現地レポート

壬申紀の道を歩く ①乱の起点となった吉野宮

緊迫する東アジア情勢の下、中央集権の律令国家体制を整えつつあった飛鳥時代の672年、古代最大の内乱「壬申の乱」が勃発しました。

天智天皇死後の皇位を巡る争いで、勝利したのは皇弟・大海人皇子。太子・大友皇子の率いる近江朝廷を一ヵ月足らずで倒し、天武天皇として即位しました。

『日本書紀』巻二十八“壬申紀”では乱の経緯が詳細に記され、両軍の動きも下図の通り具体的に分かっています。

佐藤信編『古代史講義【戦乱編】』ちくま新書 2019年より

本シリーズではこの内、大海人皇子が辿った道を吉野宮から朝明評家までご紹介します。

大津退去、吉野宮へ

671年10月17日(以下旧暦)、天智天皇は病床に大海人皇子を呼び皇位継承を打診します。しかし、大海人皇子は大友皇子を太子として推すと、持病を理由に固辞し出家して吉野宮に下りました。

天智天皇は父子継承を目指していて大海人皇子が承諾すれば謀反の疑いで排しようとしていた、大海人皇子はこれを察知してとっさの機転で逃れた・・・、という説が専らです。
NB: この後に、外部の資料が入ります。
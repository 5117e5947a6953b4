//! Honeycomb emitter lattice.
//!
//! Sites are generated layer by layer, row by row, column by column; odd rows
//! are shifted by half a step. The emitter index is the generation order.

use crate::{
    config::{Config, Dimension, ReactionPolicy},
    emitter::Emitter,
    types::EmitterId,
};
use glam::DVec3;
use rand::Rng;
use tracing::debug;

/// Height of an equilateral triangle relative to its edge.
pub fn row_step(step_x: f64) -> f64 {
    0.75_f64.sqrt() * step_x
}

/// Geometric parameters of a honeycomb lattice.
#[derive(Clone, Copy, Debug, PartialEq)]
pub struct Geometry {
    pub width: usize,
    pub layers: usize,
    pub step_x: f64,
    pub step_z: f64,
}

impl Geometry {
    pub fn planar(width: usize, step_x: f64) -> Self {
        Self {
            width,
            layers: 1,
            step_x,
            step_z: 0.0,
        }
    }

    pub const fn len(&self) -> usize {
        self.width * self.width * self.layers
    }

    pub const fn is_empty(&self) -> bool {
        self.len() == 0
    }

    /// Site positions, layer-major then row-major then column-major.
    ///
    /// Odd rows are shifted by half a step so that neighbouring sites form
    /// equilateral triangles with edge `step_x`.
    pub fn positions(&self) -> impl Iterator<Item = (usize, DVec3)> + '_ {
        let step_y = row_step(self.step_x);
        (0..self.layers).flat_map(move |z| {
            (0..self.width).flat_map(move |y| {
                let offset = if y % 2 == 1 { self.step_x / 2.0 } else { 0.0 };
                (0..self.width).map(move |x| {
                    let pos = DVec3::new(
                        x as f64 * self.step_x + offset,
                        y as f64 * step_y,
                        z as f64 * self.step_z,
                    );
                    (z, pos)
                })
            })
        })
    }
}

impl From<&Config> for Geometry {
    fn from(cfg: &Config) -> Self {
        match cfg.dimension {
            Dimension::Planar => Self::planar(cfg.width, cfg.step_x),
            Dimension::Layered { layers, step_z } => Self {
                width: cfg.width,
                layers,
                step_x: cfg.step_x,
                step_z,
            },
        }
    }
}

/// Upper extents of the quencher sampling volume.
#[derive(Clone, Copy, Debug, PartialEq)]
pub struct Bounds {
    pub x: f64,
    pub y: f64,
    pub z: f64,
}

#[derive(Debug)]
pub struct Lattice {
    pub emitters: Vec<Emitter>,
    pub geometry: Geometry,
}

impl Lattice {
    /// Builds a lattice, drawing each emitter's initial status from `rng`.
    ///
    /// ### Parameters
    /// - `geometry` - Size and spacing of the lattice.
    /// - `activation_rate` - Probability that a site starts active.
    /// - `policy` - Decides whether first-layer sites are chain-linked.
    /// - `rng` - One unit draw per site, in generation order.
    ///
    /// ### Returns
    /// A [`Lattice`] of `geometry.len()` emitters.
    pub fn generate(
        geometry: Geometry,
        activation_rate: f64,
        policy: &ReactionPolicy,
        rng: &mut impl Rng,
    ) -> Self {
        let mut emitters = Vec::with_capacity(geometry.len());
        for (layer, pos) in geometry.positions() {
            emitters.push(Emitter::spawn(pos, layer, activation_rate, policy, rng));
        }
        let lattice = Self { emitters, geometry };
        debug!(
            emitters = lattice.emitters.len(),
            bounds = ?lattice.bounds(),
            "lattice generated"
        );
        lattice
    }

    pub fn from_config(cfg: &Config, rng: &mut impl Rng) -> Self {
        Self::generate(
            Geometry::from(cfg),
            cfg.activation_rate,
            &cfg.reaction,
            rng,
        )
    }

    pub fn len(&self) -> usize {
        self.emitters.len()
    }

    pub fn is_empty(&self) -> bool {
        self.emitters.is_empty()
    }

    pub fn get(&self, id: EmitterId) -> Option<&Emitter> {
        self.emitters.get(id)
    }

    /// Sampling extents: x runs half a step past the last site of the first
    /// row, y and z end at the last site of the last layer.
    pub fn bounds(&self) -> Bounds {
        let row_end = self
            .get(self.geometry.width.saturating_sub(1))
            .map_or(0.0, |e| e.pos.x + self.geometry.step_x / 2.0);
        let last = self.emitters.last().map_or(DVec3::ZERO, |e| e.pos);
        Bounds {
            x: row_end,
            y: last.y,
            z: last.z,
        }
    }

    /// Current sum of all emitter statuses.
    pub fn active_count(&self) -> u64 {
        self.emitters.iter().map(|e| u64::from(e.status)).sum()
    }
}
use crate::driver::{Trace, TraceRecord};

/// Averages decay traces across repeated runs.
///
/// For each quencher index, this curve stores:
///
/// - The sum of the quenched fractions reported at that index.
/// - The sum of the active counts reported at that index.
/// - The number of runs that reached that index.
///
/// Runs start from independently drawn lattices, so their baselines differ;
/// averaging the fraction keeps runs comparable.
///
/// Internally, entry `i` corresponds to quencher `i + 1`.
#[derive(Debug, Default, Clone)]
pub struct DecayCurve {
    /// Accumulated quenched fractions per quencher index.
    fraction: Vec<f64>,
    /// Accumulated active counts per quencher index.
    active: Vec<u64>,
    /// Number of contributions per quencher index.
    pub count: Vec<u32>,
}

impl DecayCurve {
    /// Creates a new [`DecayCurve`] with room for `len` quenchers.
    ///
    /// ### Parameters
    /// - `len` - Number of quencher indices this curve can store.
    pub fn with_len(len: usize) -> Self {
        Self {
            fraction: vec![0.0; len],
            active: vec![0; len],
            count: vec![0; len],
        }
    }

    pub fn len(&self) -> usize {
        self.count.len()
    }

    pub fn is_empty(&self) -> bool {
        self.count.is_empty()
    }

    /// Adds one record, growing the curve if the record lies past its end.
    pub fn add(&mut self, record: &TraceRecord) {
        let Some(i) = (record.quencher as usize).checked_sub(1) else {
            return;
        };
        if i >= self.len() {
            self.fraction.resize(i + 1, 0.0);
            self.active.resize(i + 1, 0);
            self.count.resize(i + 1, 0);
        }
        self.fraction[i] += record.quenched_fraction;
        self.active[i] += record.active;
        self.count[i] += 1;
    }

    /// Adds every record of a finished run.
    pub fn add_trace(&mut self, trace: &Trace) {
        for r in &trace.records {
            self.add(r);
        }
    }

    /// Mean quenched fraction after quencher `quencher` (1-based), or `None`
    /// if no run reached it.
    pub fn mean_fraction(&self, quencher: u64) -> Option<f64> {
        let i = (quencher as usize).checked_sub(1)?;
        match self.count.get(i) {
            Some(&c) if c > 0 => Some(self.fraction[i] / f64::from(c)),
            _ => None,
        }
    }

    /// Mean active count after quencher `quencher` (1-based).
    pub fn mean_active(&self, quencher: u64) -> Option<f64> {
        let i = (quencher as usize).checked_sub(1)?;
        match self.count.get(i) {
            Some(&c) if c > 0 => Some(self.active[i] as f64 / f64::from(c)),
            _ => None,
        }
    }

    /// Iterates `(quencher, mean active, mean fraction)` over every index
    /// reached by at least one run.
    pub fn points(&self) -> impl Iterator<Item = (u64, f64, f64)> + '_ {
        (1..=self.len() as u64)
            .filter_map(|q| Some((q, self.mean_active(q)?, self.mean_fraction(q)?)))
    }
}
吉野宮は斉明天皇が造営した離宮で、発掘調査によって、奈良県吉野町宮滝の宮滝遺跡が宮跡として比定されています。紀伊山地を蛇行して流れる吉野川右岸の河岸段丘上に位置します。

では、遺跡を歩いてみましょう! まずは全体像をご覧ください。

現地案内板に加筆

地図上の番号順に巡ってみましょう。①地点の石碑から。宮跡を後ろから眺める形になります。

次に新しい案内板のある②地点から。宮跡を横から眺めています。

次に③地点から。宮跡を正面から眺めています。建物の位置がマークされ往時を忍ぶことができます。

宮跡直下の吉野川河原に下りたところが④地点です。吉野川が刻んだ美しい渓谷の景観は今も変わりません。

改めて宮跡を吉野川対岸から俯瞰した画像をご覧ください。山と川に挟まれ自然豊であり、眺望も開けている素晴らしい立地でね。

最後に大海人皇子?の暮らしぶりをイメージしたイラストをご覧ください。琴や笛の音を聴きながら外で食事という場面でしょうか? 雅ですなぁ(笑)

現地案内板より

大海人皇子挙兵す!

672年6月22日大海人皇子は半年あまりの隠棲に区切りをつけ、ついに動き始めます。三人の舎人を美濃へ派遣し、不破道の閉塞を命じたのです。後に有名な不破関が置かれた東西交通の要衝であり、畿内と東国を遮断する狙いでした。

壬申紀は、兵を集めるなど朝廷側の大海人排斥の動きが伝わったため自衛のためやむなく挙兵、というストーリーを描いていますが、今日では計画的なものだったであろうという見方が強くなっています。

そして、24日、ついに吉野を発ち、東国へ向かうことになります。

POSTED COMMENT

  1. 道太郎 より:

    素晴らしいページが、誕生しましたね!風間さんらしいわかりやすく、また現地主義の深い魅力が満載です。このレポートページからどんどん研究者の交流が始まりそう!

    • isana より:

      今回はまず、大海人皇子の吉野脱出行ルートをご紹介します。実はその後がメーンで、マニア度満点の古代道路探しへと繋がっていく予定です。